▸ **Supplied data**:
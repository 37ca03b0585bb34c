use super::lock;
use crate::backend::{MAX_SEND_BATCH, QueueBackend, validate_batch};
use crate::error::{Error, Result};
use crate::model::{Message, ReceiptToken, SendEntry, SendFailure};
use async_trait::async_trait;
use std::collections::HashMap;
use std::sync::Mutex;
use std::time::Duration;
use tokio::sync::Notify;
use tokio::time::Instant;
use uuid::Uuid;

/// Upper bound on how long an idle long-poll sleeps before rechecking
/// for messages whose visibility timeout has expired.
const IDLE_TICK: Duration = Duration::from_millis(20);

#[derive(Debug)]
struct StoredMessage {
    id: u64,
    body: String,
    attributes: HashMap<String, String>,
    visible_at: Instant,
    receive_count: u32,
    receipt: Option<ReceiptToken>,
}

#[derive(Debug, Default)]
struct QueueState {
    next_id: u64,
    messages: Vec<StoredMessage>,
}

/// Pull queue with visibility-timeout redelivery.
#[derive(Debug)]
pub struct MemoryQueue {
    state: Mutex<QueueState>,
    arrivals: Notify,
    visibility_timeout: Duration,
}

impl MemoryQueue {
    pub fn new(visibility_timeout: Duration) -> Self {
        Self {
            state: Mutex::new(QueueState::default()),
            arrivals: Notify::new(),
            visibility_timeout,
        }
    }

    /// Messages not yet deleted, visible or not.
    pub fn len(&self) -> usize {
        lock(&self.state).messages.len()
    }

    pub fn is_empty(&self) -> bool {
        self.len() == 0
    }

    /// Messages currently hidden by a visibility timeout.
    pub fn in_flight(&self) -> usize {
        let now = Instant::now();
        lock(&self.state)
            .messages
            .iter()
            .filter(|m| m.visible_at > now)
            .count()
    }

    fn receive_visible(&self, max_messages: usize) -> Vec<Message> {
        let now = Instant::now();
        let mut state = lock(&self.state);
        state
            .messages
            .iter_mut()
            .filter(|m| m.visible_at <= now)
            .take(max_messages)
            .map(|m| {
                let receipt = ReceiptToken(Uuid::new_v4().to_string());
                m.visible_at = now + self.visibility_timeout;
                m.receive_count += 1;
                m.receipt = Some(receipt.clone());
                Message {
                    message_id: m.id.to_string(),
                    body: m.body.clone(),
                    attributes: m.attributes.clone(),
                    receipt,
                    receive_count: m.receive_count,
                }
            })
            .collect()
    }
}

#[async_trait]
impl QueueBackend for MemoryQueue {
    async fn poll(&self, max_messages: usize, wait: Duration) -> Result<Vec<Message>> {
        if max_messages == 0 || max_messages > MAX_SEND_BATCH {
            return Err(Error::Backend(format!(
                "max_messages must be between 1 and {MAX_SEND_BATCH}, got {max_messages}"
            )));
        }

        let deadline = Instant::now() + wait;
        loop {
            let batch = self.receive_visible(max_messages);
            if !batch.is_empty() {
                return Ok(batch);
            }
            let now = Instant::now();
            if now >= deadline {
                // Lets a zero-wait poller spinning on an empty queue give way.
                tokio::task::yield_now().await;
                return Ok(Vec::new());
            }
            let nap = (deadline - now).min(IDLE_TICK);
            let _ = tokio::time::timeout(nap, self.arrivals.notified()).await;
        }
    }

    async fn delete(&self, receipt: &ReceiptToken) -> Result<()> {
        let mut state = lock(&self.state);
        let index = state
            .messages
            .iter()
            .position(|m| m.receipt.as_ref() == Some(receipt))
            .ok_or_else(|| Error::NotFound(format!("receipt {receipt}")))?;
        state.messages.remove(index);
        Ok(())
    }

    async fn send_batch(&self, entries: Vec<SendEntry>) -> Result<Vec<SendFailure>> {
        let (valid, failures) = validate_batch(entries)?;
        {
            let now = Instant::now();
            let mut state = lock(&self.state);
            for entry in valid {
                let id = state.next_id;
                state.next_id += 1;
                state.messages.push(StoredMessage {
                    id,
                    body: entry.body,
                    attributes: entry.attributes,
                    visible_at: now,
                    receive_count: 0,
                    receipt: None,
                });
            }
        }
        self.arrivals.notify_waiters();
        Ok(failures)
    }
}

▸ **What is being asked**:
Tally the lines of the listing above that include the string "format". Provide the total alone.

▸ **Solution**:
2